Morkies:  Lovable Yorkie-Maltese Mixes

Morkie (Maltese and Yorkshire Terrier Mix)Morkie: Yorkshire Terrier + Maltese

by Janice Jones     |Last updated 01-06-2024

Also known as a Yorktese and Malki , these little dogs seem to have the best of two awesome breeds, the Yorkshire Terrier and the Maltese.

Their appearance might surprise you as some Morkies end up resembling one of the parent breeds more than a blending of appearances. Most of these little guys tend to resemble the Yorkie, but they can also look very much like the Maltese with lots of white hair. 

The Yorkshire Terrier is best known for its spunky, outgoing personality with a big heart and fearless temperament; they will gladly warm your heart and your lap.  They make great watch dogs and can be feisty at times.  They do not shed, but need regular brushing.  These dogs fit well in any home that is looking for a pet with lots of spirit and loyalty.

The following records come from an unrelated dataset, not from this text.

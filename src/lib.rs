pub mod engine;
pub mod render;
pub mod rng;
pub mod scenario;
pub mod snapshot;
pub mod stats;
pub mod systems;
pub mod web;
pub mod world;

pub use engine::{Engine, EngineBuilder, EngineSettings, StepReport};
pub use scenario::{Scenario, SimulationParams};
pub use stats::StatsSnapshot;
pub use world::{Agent, AgentId, Group, Population, World};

The Maltese is best known as a breed with a gentle, loyal, affectionate personality.  These dogs too are non-shedding so fit well with a family suffering from allergies.  They are playful, bubbly, and totally devoted to their owner.

Personality of Morkies

Morkie PuppyMorkie Puppy

What do you have when you put them together—A Morkie or a Yorktese—a super sweet combination. Morkies are always one-half Yorkshire terrier and one-half Maltese and can take on characteristics of one or both parents. 

It can be difficult to determine the size of a Morkie due to the fact that the offspring can take on characteristics from each breed involved. Generally, Morkies range in height between 6-15 inches and weigh between 5-10 pounds, depending on the size of their parents. 

Most are small averaging around 7 to 8 pounds as adults.

Morkies love people and are very friendly, social and loving.  They also do well with other dogs.  They are extremely loyal to their owners and often become attached to one person.

Like the Maltese, a Morkie may become bored when left alone too long and display behaviors such as chewing and barking because they long for human companionship.  Separation anxiety can be a problem. 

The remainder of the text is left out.